* Supplied information
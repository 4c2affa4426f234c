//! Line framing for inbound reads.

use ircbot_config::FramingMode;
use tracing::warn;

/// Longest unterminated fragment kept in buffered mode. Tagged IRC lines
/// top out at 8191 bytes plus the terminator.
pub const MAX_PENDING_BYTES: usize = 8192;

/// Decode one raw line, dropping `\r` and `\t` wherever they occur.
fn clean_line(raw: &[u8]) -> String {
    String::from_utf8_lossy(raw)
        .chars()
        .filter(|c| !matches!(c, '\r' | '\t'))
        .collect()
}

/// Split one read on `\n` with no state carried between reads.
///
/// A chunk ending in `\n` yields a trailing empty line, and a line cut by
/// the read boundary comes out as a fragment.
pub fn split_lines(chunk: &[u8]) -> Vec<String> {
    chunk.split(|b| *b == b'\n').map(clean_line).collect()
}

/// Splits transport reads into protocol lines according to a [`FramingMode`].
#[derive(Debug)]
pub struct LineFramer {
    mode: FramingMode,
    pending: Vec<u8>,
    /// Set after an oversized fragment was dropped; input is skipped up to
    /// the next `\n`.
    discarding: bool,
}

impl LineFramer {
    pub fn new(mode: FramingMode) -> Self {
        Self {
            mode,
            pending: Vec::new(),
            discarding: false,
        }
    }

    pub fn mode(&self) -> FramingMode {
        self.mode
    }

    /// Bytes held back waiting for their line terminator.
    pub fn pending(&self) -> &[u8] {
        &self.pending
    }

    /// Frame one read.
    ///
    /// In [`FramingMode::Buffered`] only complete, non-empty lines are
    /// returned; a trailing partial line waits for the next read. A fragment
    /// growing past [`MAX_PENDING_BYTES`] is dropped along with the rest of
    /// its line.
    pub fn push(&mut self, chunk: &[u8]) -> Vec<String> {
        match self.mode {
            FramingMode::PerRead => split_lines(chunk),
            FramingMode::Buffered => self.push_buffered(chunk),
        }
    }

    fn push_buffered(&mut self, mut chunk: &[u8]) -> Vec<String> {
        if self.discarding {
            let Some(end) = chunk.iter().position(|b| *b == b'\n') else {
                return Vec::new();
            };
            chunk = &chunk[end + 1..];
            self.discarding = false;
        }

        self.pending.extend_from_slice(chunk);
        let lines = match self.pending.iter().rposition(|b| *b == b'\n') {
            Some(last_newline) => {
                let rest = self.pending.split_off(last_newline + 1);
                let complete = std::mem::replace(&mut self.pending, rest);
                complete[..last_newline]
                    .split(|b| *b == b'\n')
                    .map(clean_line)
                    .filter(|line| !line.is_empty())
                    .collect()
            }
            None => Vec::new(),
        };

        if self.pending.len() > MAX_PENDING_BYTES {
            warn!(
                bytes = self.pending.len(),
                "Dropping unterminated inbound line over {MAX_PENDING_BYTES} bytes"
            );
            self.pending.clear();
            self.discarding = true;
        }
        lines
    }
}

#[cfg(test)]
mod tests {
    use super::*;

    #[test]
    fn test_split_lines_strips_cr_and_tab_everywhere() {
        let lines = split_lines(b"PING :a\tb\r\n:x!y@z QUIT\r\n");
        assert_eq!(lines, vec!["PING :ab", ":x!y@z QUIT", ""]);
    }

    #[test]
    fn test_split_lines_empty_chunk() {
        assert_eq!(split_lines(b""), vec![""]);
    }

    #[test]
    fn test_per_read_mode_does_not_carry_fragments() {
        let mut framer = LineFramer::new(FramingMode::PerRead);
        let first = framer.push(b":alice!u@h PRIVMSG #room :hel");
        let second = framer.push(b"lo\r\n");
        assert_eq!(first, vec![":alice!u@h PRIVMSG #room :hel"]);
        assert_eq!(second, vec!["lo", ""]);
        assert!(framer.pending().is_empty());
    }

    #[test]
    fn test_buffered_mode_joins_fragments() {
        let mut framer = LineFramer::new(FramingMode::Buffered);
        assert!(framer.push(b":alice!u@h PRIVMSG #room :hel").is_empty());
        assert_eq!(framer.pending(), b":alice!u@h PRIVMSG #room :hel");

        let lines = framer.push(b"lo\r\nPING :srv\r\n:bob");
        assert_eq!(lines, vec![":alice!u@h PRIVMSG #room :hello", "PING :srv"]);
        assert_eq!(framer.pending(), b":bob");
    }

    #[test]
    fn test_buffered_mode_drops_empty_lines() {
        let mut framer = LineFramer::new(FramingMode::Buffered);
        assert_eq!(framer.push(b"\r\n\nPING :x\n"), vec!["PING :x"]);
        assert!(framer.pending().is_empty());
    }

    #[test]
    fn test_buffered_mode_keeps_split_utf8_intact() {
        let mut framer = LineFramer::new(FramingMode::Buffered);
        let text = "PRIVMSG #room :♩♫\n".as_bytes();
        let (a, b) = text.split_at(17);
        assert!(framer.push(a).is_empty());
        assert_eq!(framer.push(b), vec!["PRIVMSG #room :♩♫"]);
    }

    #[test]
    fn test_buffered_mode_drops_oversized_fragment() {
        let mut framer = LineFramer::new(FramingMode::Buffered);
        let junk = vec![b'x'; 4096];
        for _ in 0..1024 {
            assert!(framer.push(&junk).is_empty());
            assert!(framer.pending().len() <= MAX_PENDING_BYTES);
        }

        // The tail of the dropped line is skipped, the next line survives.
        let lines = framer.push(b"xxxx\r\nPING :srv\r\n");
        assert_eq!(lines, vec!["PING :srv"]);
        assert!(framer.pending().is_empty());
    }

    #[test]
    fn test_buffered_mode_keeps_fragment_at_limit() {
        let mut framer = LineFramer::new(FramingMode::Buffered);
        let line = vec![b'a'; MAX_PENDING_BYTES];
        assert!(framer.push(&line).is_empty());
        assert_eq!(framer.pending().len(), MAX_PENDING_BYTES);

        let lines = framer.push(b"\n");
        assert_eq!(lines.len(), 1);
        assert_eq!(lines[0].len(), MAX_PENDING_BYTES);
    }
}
--
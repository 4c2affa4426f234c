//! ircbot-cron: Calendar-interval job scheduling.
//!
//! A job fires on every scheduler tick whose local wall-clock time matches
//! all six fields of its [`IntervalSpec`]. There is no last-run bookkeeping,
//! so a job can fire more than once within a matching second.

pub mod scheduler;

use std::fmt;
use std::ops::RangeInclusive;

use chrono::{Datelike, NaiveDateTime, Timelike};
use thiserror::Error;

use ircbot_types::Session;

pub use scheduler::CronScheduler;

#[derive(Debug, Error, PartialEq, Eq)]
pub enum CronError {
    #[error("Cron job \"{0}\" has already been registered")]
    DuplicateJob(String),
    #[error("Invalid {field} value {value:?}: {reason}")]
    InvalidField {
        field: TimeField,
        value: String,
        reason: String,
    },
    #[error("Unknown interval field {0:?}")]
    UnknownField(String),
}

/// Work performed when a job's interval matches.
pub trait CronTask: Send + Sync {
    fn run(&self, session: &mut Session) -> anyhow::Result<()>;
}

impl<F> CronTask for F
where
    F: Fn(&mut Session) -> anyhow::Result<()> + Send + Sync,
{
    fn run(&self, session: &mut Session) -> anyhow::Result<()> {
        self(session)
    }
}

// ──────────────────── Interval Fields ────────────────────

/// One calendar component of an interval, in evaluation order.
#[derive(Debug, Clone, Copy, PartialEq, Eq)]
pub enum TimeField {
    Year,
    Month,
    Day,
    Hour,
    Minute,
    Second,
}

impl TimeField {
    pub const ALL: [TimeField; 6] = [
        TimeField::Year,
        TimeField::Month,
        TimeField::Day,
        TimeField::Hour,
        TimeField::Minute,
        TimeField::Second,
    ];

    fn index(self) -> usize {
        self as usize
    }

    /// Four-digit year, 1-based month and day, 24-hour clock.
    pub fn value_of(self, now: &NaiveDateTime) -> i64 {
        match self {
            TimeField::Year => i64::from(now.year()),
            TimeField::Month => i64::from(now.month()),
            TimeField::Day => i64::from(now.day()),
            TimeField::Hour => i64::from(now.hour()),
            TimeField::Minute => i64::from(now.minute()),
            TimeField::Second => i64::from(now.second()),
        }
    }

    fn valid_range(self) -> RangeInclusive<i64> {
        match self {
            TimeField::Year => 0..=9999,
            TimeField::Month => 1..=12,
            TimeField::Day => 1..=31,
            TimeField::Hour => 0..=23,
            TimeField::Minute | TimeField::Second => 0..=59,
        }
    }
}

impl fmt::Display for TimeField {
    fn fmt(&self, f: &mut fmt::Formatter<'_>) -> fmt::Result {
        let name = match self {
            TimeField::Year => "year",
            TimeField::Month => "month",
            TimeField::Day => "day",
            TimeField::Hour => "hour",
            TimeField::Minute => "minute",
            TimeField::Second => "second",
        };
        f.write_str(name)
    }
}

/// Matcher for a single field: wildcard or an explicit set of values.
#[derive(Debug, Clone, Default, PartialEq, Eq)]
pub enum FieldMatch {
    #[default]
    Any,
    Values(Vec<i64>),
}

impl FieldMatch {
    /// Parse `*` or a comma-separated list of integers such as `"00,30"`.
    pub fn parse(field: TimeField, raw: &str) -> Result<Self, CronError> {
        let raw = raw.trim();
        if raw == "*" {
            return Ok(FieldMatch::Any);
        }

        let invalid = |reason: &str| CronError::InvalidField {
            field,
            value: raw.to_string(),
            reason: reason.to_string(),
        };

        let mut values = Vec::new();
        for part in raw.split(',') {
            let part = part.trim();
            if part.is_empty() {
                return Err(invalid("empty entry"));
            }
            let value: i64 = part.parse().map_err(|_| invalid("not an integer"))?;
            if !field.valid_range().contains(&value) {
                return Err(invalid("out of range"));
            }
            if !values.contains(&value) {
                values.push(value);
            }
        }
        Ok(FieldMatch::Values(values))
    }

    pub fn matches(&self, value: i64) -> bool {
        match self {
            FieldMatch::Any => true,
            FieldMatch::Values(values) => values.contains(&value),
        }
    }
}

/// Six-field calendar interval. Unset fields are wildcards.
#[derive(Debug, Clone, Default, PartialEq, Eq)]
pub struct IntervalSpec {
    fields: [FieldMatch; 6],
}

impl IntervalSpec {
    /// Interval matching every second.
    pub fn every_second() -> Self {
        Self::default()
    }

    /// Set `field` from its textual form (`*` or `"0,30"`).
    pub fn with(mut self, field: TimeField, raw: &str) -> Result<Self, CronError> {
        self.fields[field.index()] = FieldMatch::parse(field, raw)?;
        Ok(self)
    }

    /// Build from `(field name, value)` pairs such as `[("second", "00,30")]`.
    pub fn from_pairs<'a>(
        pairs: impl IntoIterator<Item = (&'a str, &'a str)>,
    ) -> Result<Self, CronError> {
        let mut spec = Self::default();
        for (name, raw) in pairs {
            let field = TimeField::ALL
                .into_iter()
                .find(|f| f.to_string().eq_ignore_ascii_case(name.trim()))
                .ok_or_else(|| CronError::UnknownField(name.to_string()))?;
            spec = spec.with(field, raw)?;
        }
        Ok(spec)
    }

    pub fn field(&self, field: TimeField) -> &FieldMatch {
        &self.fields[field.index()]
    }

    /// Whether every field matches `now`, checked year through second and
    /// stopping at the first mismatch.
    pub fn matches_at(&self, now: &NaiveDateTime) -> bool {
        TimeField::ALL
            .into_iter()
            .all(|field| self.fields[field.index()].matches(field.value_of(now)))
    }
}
--
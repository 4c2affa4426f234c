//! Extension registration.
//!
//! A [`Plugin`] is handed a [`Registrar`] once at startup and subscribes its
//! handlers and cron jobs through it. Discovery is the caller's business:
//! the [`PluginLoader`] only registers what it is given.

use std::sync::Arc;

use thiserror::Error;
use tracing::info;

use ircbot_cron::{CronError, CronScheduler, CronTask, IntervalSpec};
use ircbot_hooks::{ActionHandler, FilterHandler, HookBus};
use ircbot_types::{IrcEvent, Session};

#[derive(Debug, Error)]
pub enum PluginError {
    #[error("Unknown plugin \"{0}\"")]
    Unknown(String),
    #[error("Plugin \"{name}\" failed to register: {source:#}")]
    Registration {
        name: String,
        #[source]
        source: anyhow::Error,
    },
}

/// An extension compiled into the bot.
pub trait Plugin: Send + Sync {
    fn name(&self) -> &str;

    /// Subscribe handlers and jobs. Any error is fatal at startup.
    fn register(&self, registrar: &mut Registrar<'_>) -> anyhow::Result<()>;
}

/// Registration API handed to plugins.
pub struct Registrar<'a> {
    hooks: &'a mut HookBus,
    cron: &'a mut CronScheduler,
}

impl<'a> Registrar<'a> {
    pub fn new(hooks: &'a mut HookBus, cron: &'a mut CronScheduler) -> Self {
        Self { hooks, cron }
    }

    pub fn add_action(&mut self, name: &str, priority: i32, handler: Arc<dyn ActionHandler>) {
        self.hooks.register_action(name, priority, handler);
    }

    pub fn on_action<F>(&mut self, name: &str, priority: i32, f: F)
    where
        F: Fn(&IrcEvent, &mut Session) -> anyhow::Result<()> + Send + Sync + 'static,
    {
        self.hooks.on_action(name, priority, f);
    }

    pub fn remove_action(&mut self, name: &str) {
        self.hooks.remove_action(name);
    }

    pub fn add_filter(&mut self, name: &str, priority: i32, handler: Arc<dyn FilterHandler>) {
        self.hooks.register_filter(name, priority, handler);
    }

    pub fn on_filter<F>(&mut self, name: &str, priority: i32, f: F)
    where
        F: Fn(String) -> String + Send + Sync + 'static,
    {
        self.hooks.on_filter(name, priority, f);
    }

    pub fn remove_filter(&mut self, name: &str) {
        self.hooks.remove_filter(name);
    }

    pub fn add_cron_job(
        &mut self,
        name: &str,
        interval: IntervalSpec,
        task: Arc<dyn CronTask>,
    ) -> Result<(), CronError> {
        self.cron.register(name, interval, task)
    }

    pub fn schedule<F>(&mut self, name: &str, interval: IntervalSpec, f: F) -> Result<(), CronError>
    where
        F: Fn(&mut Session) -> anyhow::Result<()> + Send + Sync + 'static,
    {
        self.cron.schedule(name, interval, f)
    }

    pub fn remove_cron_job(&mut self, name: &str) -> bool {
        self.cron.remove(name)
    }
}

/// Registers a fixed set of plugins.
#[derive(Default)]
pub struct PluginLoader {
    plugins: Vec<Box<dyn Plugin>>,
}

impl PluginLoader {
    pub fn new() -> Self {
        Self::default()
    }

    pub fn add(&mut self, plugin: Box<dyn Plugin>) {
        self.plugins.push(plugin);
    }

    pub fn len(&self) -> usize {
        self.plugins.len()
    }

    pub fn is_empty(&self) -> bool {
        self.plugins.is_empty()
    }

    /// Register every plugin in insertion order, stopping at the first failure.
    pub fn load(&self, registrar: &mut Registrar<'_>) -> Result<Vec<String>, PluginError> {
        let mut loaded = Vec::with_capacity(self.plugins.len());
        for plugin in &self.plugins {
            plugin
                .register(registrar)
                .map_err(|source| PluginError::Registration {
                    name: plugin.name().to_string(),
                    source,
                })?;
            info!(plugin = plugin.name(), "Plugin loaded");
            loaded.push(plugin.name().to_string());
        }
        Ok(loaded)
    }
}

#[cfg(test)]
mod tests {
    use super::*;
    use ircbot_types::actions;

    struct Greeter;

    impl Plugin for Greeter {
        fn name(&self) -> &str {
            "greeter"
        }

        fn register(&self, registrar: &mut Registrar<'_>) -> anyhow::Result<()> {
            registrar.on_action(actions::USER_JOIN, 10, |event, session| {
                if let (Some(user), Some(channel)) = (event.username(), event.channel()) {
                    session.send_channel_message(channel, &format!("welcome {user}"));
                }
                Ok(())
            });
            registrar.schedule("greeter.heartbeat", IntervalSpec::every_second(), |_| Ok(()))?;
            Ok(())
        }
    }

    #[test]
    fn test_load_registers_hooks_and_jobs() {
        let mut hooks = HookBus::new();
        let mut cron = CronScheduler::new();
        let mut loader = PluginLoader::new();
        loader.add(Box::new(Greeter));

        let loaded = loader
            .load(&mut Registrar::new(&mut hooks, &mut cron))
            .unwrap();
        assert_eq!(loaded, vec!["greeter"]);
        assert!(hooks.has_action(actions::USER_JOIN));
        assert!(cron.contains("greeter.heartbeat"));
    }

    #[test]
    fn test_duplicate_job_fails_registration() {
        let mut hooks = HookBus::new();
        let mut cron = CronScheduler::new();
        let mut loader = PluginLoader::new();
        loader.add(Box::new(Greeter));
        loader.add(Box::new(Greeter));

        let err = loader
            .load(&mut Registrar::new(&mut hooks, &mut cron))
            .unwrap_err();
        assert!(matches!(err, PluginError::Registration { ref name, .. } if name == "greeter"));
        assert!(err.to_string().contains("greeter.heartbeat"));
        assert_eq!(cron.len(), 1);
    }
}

* Assignment
Locate all lines in the listing above with the word "PluginLoader". Copy them.

* Response
//! the [`PluginLoader`] only registers what it is given.
pub struct PluginLoader {
impl PluginLoader {
        let mut loader = PluginLoader::new();
        let mut loader = PluginLoader::new();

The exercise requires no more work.